Video 101: Where's my stuff?

How to find your libraries while editing videos
Even short videos require lots of media. Locating your libraries of video clips, photographs, sound clips, titles, transitions, and backgrounds is the first step in postproduction video assembly.

When I open my movie software, the first thing I see is a desktop with three sections. Whether you are using the IMovie software that is supplied with an Apple system, Movie Maker that comes with PC computers, or any of the many computer movie suites, you will find similar modules. (See the online extras with “Video 101” in the last issue for a top-ten list of consumer video software.)

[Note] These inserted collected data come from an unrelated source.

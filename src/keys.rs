//! Key Generation and Pattern Matching
//!
//! Deterministic cache-key builders and the glob matcher used by
//! pattern-based invalidation.

use regex::Regex;
use serde_json::Value;

/// Separator between the prefix and each key part
pub const KEY_DELIMITER: &str = ":";

// == Key Generator ==
/// Builds cache keys from a fixed prefix and a list of arguments.
///
/// Strings are used verbatim, other scalars are stringified, and arrays and
/// objects are serialized as JSON with object fields sorted, so that
/// `{"a":1,"b":2}` and `{"b":2,"a":1}` produce the same key.
#[derive(Debug, Clone, PartialEq, Eq)]
pub struct KeyGenerator {
    prefix: String,
}

impl KeyGenerator {
    pub fn new(prefix: impl Into<String>) -> Self {
        Self {
            prefix: prefix.into(),
        }
    }

    pub fn prefix(&self) -> &str {
        &self.prefix
    }

    /// Returns `prefix:part1:part2:...`.
    pub fn key(&self, args: &[Value]) -> String {
        let parts: Vec<String> = args.iter().map(key_part).collect();
        format!("{}{}{}", self.prefix, KEY_DELIMITER, parts.join(KEY_DELIMITER))
    }
}

fn key_part(value: &Value) -> String {
    match value {
        Value::String(s) => s.clone(),
        other => canonical_json(other),
    }
}

/// Serializes a value as compact JSON with object keys in sorted order.
pub fn canonical_json(value: &Value) -> String {
    match value {
        Value::Object(fields) => {
            let mut entries: Vec<(&String, &Value)> = fields.iter().collect();
            entries.sort_by(|a, b| a.0.cmp(b.0));
            let body: Vec<String> = entries
                .into_iter()
                .map(|(name, field)| format!("{}:{}", Value::from(name.as_str()), canonical_json(field)))
                .collect();
            format!("{{{}}}", body.join(","))
        }
        Value::Array(items) => {
            let body: Vec<String> = items.iter().map(canonical_json).collect();
            format!("[{}]", body.join(","))
        }
        other => other.to_string(),
    }
}

// == Glob Matching ==
/// Compiles a glob where `*` matches any run of characters into an anchored
/// regex. Every other character matches literally.
pub fn glob_to_regex(pattern: &str) -> Result<Regex, regex::Error> {
    let body: Vec<String> = pattern.split('*').map(regex::escape).collect();
    Regex::new(&format!("^{}$", body.join(".*")))
}
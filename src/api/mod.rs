//! API Module
//!
//! HTTP handlers and routing for the cache admin REST API.
//!
//! # Endpoints
//! - `PUT /cache` - Store a JSON value under a key
//! - `GET /cache/:key` - Retrieve a value by key
//! - `DELETE /cache/:key` - Delete a key
//! - `POST /cache/invalidate` - Delete keys matching glob patterns
//! - `GET /stats` - Get cache statistics
//! - `GET /health` - Health check endpoint
//! - `GET /demo/time` - Example route behind the HTTP response cache

pub mod handlers;
pub mod routes;

pub use handlers::*;
pub use routes::create_router;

All of the media needed to create a video converge in a box on the upper left side of my computer screen. This is where the raw materials come together.
Visual media: Videos—links to the video files captured by my video camera. Photos—a link to my library of still images. In my photo software are all of the editing tools to adjust color, composition, and size of my images. Audio media: Music—links to my music library and sound-effects library (preloaded with your software); recording software—link to music software that will allow me to create my own music and record sound effects. Editing libraries: Titles—a link connects to titles that can identify images, people, places, and chapters in my movies; transitions—a link to transitions to use between video clips; backgrounds and maps—a link to backgrounds and blank pages that can begin and end your video. Help me! No link is more important than the “help” button, which takes us to embedded and online tutorials that show how components are used.

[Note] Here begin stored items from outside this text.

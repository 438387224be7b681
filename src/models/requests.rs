//! Request DTOs for the cache admin API
//!
//! Defines the structure of incoming HTTP request bodies.

use std::time::Duration;

use serde::Deserialize;
use serde_json::Value;

/// Longest key accepted over HTTP.
pub const MAX_KEY_LENGTH: usize = 256;

/// Request body for PUT /cache
///
/// # Fields
/// - `key`: The cache key to store the value under
/// - `value`: Any JSON value
/// - `ttl_ms`: Optional TTL in milliseconds (uses the cache default if not specified)
#[derive(Debug, Clone, Deserialize)]
pub struct SetRequest {
    pub key: String,
    pub value: Value,
    #[serde(default)]
    pub ttl_ms: Option<u64>,
}

impl SetRequest {
    /// Returns an error message if validation fails, None if valid.
    pub fn validate(&self) -> Option<String> {
        if let Some(message) = validate_key(&self.key) {
            return Some(message);
        }
        if self.ttl_ms == Some(0) {
            return Some("TTL must be greater than zero".to_string());
        }
        None
    }

    pub fn ttl(&self) -> Option<Duration> {
        self.ttl_ms.map(Duration::from_millis)
    }
}

/// Request body for POST /cache/invalidate
#[derive(Debug, Clone, Deserialize)]
pub struct InvalidateRequest {
    /// Glob patterns; `*` matches any run of characters
    pub patterns: Vec<String>,
}

impl InvalidateRequest {
    pub fn validate(&self) -> Option<String> {
        if self.patterns.is_empty() {
            return Some("At least one pattern is required".to_string());
        }
        if self.patterns.iter().any(|pattern| pattern.is_empty()) {
            return Some("Patterns cannot be empty".to_string());
        }
        None
    }
}

/// Shared key rules for every endpoint that names a key.
pub fn validate_key(key: &str) -> Option<String> {
    if key.is_empty() {
        return Some("Key cannot be empty".to_string());
    }
    if key.len() > MAX_KEY_LENGTH {
        return Some(format!(
            "Key exceeds maximum length of {} characters",
            MAX_KEY_LENGTH
        ));
    }
    None
}
//! Cache Strategies Module
//!
//! Policies layered on top of [`CacheManager`](crate::manager::CacheManager)
//! that decide when writes reach the authoritative data source and when
//! cached values are refreshed.
//!
//! # Strategies
//! - [`WriteThrough`]: cache-first reads with fetch fallback, direct writes
//! - [`WriteAround`]: writes go to the source and invalidate the cache
//! - [`WriteBehind`]: writes are cached now and persisted in batches later
//! - [`RefreshAhead`]: soon-to-expire values are refetched in the background
//! - [`MultiTierCache`]: an ordered cascade of arbitrary tiers

mod multi_tier;
mod refresh_ahead;
mod write_around;
mod write_behind;
mod write_through;

use std::future::Future;
use std::sync::Arc;
use std::time::Duration;

use async_trait::async_trait;
use futures::future::BoxFuture;
use serde_json::Value;

use crate::error::{CacheError, Result};

pub use multi_tier::{MultiTierCache, Tier, TierStats};
pub use refresh_ahead::{RefreshAhead, RefreshAheadOptions};
pub use write_around::{WriteAround, WriteAroundOptions};
pub use write_behind::{QueuedWrite, WriteBehind, WriteBehindOptions};
pub use write_through::{WriteThrough, WriteThroughOptions};

// == Data Source Callbacks ==
/// Loads a value from the authoritative source; `None` when it does not exist.
pub type DataFetcher =
    Arc<dyn Fn(String) -> BoxFuture<'static, anyhow::Result<Option<Value>>> + Send + Sync>;

/// Persists one value to the authoritative source.
pub type DataWriter =
    Arc<dyn Fn(String, Value) -> BoxFuture<'static, anyhow::Result<()>> + Send + Sync>;

/// Persists a batch of queued writes in one call.
pub type BatchWriter =
    Arc<dyn Fn(Vec<QueuedWrite>) -> BoxFuture<'static, anyhow::Result<()>> + Send + Sync>;

/// Wraps an async closure as a [`DataFetcher`].
pub fn data_fetcher<F, Fut>(fetch: F) -> DataFetcher
where
    F: Fn(String) -> Fut + Send + Sync + 'static,
    Fut: Future<Output = anyhow::Result<Option<Value>>> + Send + 'static,
{
    Arc::new(move |key| Box::pin(fetch(key)))
}

/// Wraps an async closure as a [`DataWriter`].
pub fn data_writer<F, Fut>(write: F) -> DataWriter
where
    F: Fn(String, Value) -> Fut + Send + Sync + 'static,
    Fut: Future<Output = anyhow::Result<()>> + Send + 'static,
{
    Arc::new(move |key, value| Box::pin(write(key, value)))
}

/// Wraps an async closure as a [`BatchWriter`].
pub fn batch_writer<F, Fut>(write: F) -> BatchWriter
where
    F: Fn(Vec<QueuedWrite>) -> Fut + Send + Sync + 'static,
    Fut: Future<Output = anyhow::Result<()>> + Send + 'static,
{
    Arc::new(move |batch| Box::pin(write(batch)))
}

// == Strategy Contract ==
/// The contract shared by every caching strategy.
#[async_trait]
pub trait CacheStrategy: Send + Sync {
    async fn get(&self, key: &str) -> Result<Option<Value>>;

    async fn set(&self, key: &str, value: Value, ttl: Option<Duration>) -> Result<()>;

    async fn invalidate(&self, patterns: &[String]);
}

/// Unwraps a required callback or reports which option is missing.
fn required<T>(callback: Option<T>, strategy: &str, name: &str) -> Result<T> {
    callback.ok_or_else(|| CacheError::Configuration(format!("{} requires a {}", strategy, name)))
}

fn non_zero(interval: Duration, strategy: &str, name: &str) -> Result<Duration> {
    if interval.is_zero() {
        return Err(CacheError::Configuration(format!(
            "{} {} must be greater than zero",
            strategy, name
        )));
    }
    Ok(interval)
}

#[cfg(test)]
mod tests {
    use super::*;
    use serde_json::json;

    #[tokio::test]
    async fn test_callback_helpers() {
        let fetch = data_fetcher(|key| async move { Ok(Some(json!(key))) });
        assert_eq!(fetch("a".into()).await.unwrap(), Some(json!("a")));

        let write = data_writer(|_, _| async { anyhow::bail!("read-only") });
        assert!(write("a".into(), json!(1)).await.is_err());

        let batch = batch_writer(|batch| async move {
            assert_eq!(batch.len(), 0);
            Ok(())
        });
        assert!(batch(Vec::new()).await.is_ok());
    }

    #[test]
    fn test_required_option_message() {
        let missing: Option<DataWriter> = None;
        let error = required(missing, "WriteAround", "data_writer").err().unwrap();
        assert_eq!(
            error.to_string(),
            "Invalid configuration: WriteAround requires a data_writer"
        );
        assert!(non_zero(Duration::ZERO, "WriteBehind", "flush_interval").is_err());
    }
}
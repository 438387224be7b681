//! Tiered Cache - a layered application cache
//!
//! A size-bounded in-process LRU cache with TTLs, an optional shared Redis
//! tier, a manager that composes them with read-through and pattern
//! invalidation, caching strategies over a data source, and HTTP response
//! caching middleware.

pub mod api;
pub mod cache;
pub mod config;
pub mod error;
pub mod keys;
pub mod manager;
pub mod middleware;
pub mod models;
pub mod remote;
pub mod strategies;
pub mod tasks;
pub mod tier;

pub use api::AppState;
pub use cache::BoundedCache;
pub use config::{CacheConfig, Config};
pub use error::{CacheError, Result};
pub use keys::KeyGenerator;
pub use manager::CacheManager;
pub use remote::RemoteStore;
pub use strategies::CacheStrategy;
pub use tasks::spawn_prune_task;
pub use tier::CacheTier;
//! Cache Statistics Module
//!
//! Tracks cache performance metrics including hits, misses, evictions and memory use.

use serde::Serialize;

// == Cache Stats ==
/// Tracks cache performance metrics.
#[derive(Debug, Clone, Default, PartialEq, Serialize)]
pub struct CacheStats {
    /// Number of successful cache retrievals
    pub hits: u64,
    /// Number of failed cache retrievals (key not found or expired)
    pub misses: u64,
    /// Number of entries evicted to make room for new ones
    pub evictions: u64,
    /// Current estimated size of all entries in bytes
    pub size: usize,
    /// Size budget in bytes
    pub max_size: usize,
    /// Current number of entries in the cache
    pub entries: usize,
}

impl CacheStats {
    // == Constructor ==
    /// Creates a new CacheStats with all counters at zero.
    pub fn new(max_size: usize) -> Self {
        Self {
            max_size,
            ..Self::default()
        }
    }

    // == Hit Rate ==
    /// Calculates the cache hit rate.
    ///
    /// Returns hits / (hits + misses), or 0.0 if no requests have been made.
    pub fn hit_rate(&self) -> f64 {
        let total = self.hits + self.misses;
        if total == 0 {
            0.0
        } else {
            self.hits as f64 / total as f64
        }
    }

    pub fn record_hit(&mut self) {
        self.hits += 1;
    }

    pub fn record_miss(&mut self) {
        self.misses += 1;
    }

    pub fn record_eviction(&mut self) {
        self.evictions += 1;
    }

    // == Reset ==
    /// Zeroes the accumulating counters, keeping the size gauges.
    pub fn reset_counters(&mut self) {
        self.hits = 0;
        self.misses = 0;
        self.evictions = 0;
    }
}
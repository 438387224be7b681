//! Cache Module
//!
//! Provides the size-bounded in-memory cache with TTL expiration and LRU eviction.

mod entry;
mod lru;
mod size;
mod stats;
mod store;


// Re-export public types
pub use entry::{current_timestamp_ms, CacheEntry};
pub use lru::LruTracker;
pub use size::EstimateSize;
pub use stats::CacheStats;
pub use store::{BoundedCache, EvictCallback};

// == Public Constants ==
/// Default size budget: 100 MiB
pub const DEFAULT_MAX_SIZE: usize = 100 * 1024 * 1024;

/// Default time to live: 5 minutes
pub const DEFAULT_TTL_MS: u64 = 300_000;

Is all this work actually fun? Some people think so. Making movies became fast and fun for me after taking some classes at the computer store, watching some videos about my software, and learning who to call for help and ideas. The best teacher is in creating your own movie to share, and knowing that you can’t hurt your computer by pushing the keys. (Most editing is “non destructive,” which means that files that are used in movies, then later deleted from the project, still remain on the computer. Yes, they can be permanently deleted, but not by the movie editing process (usually).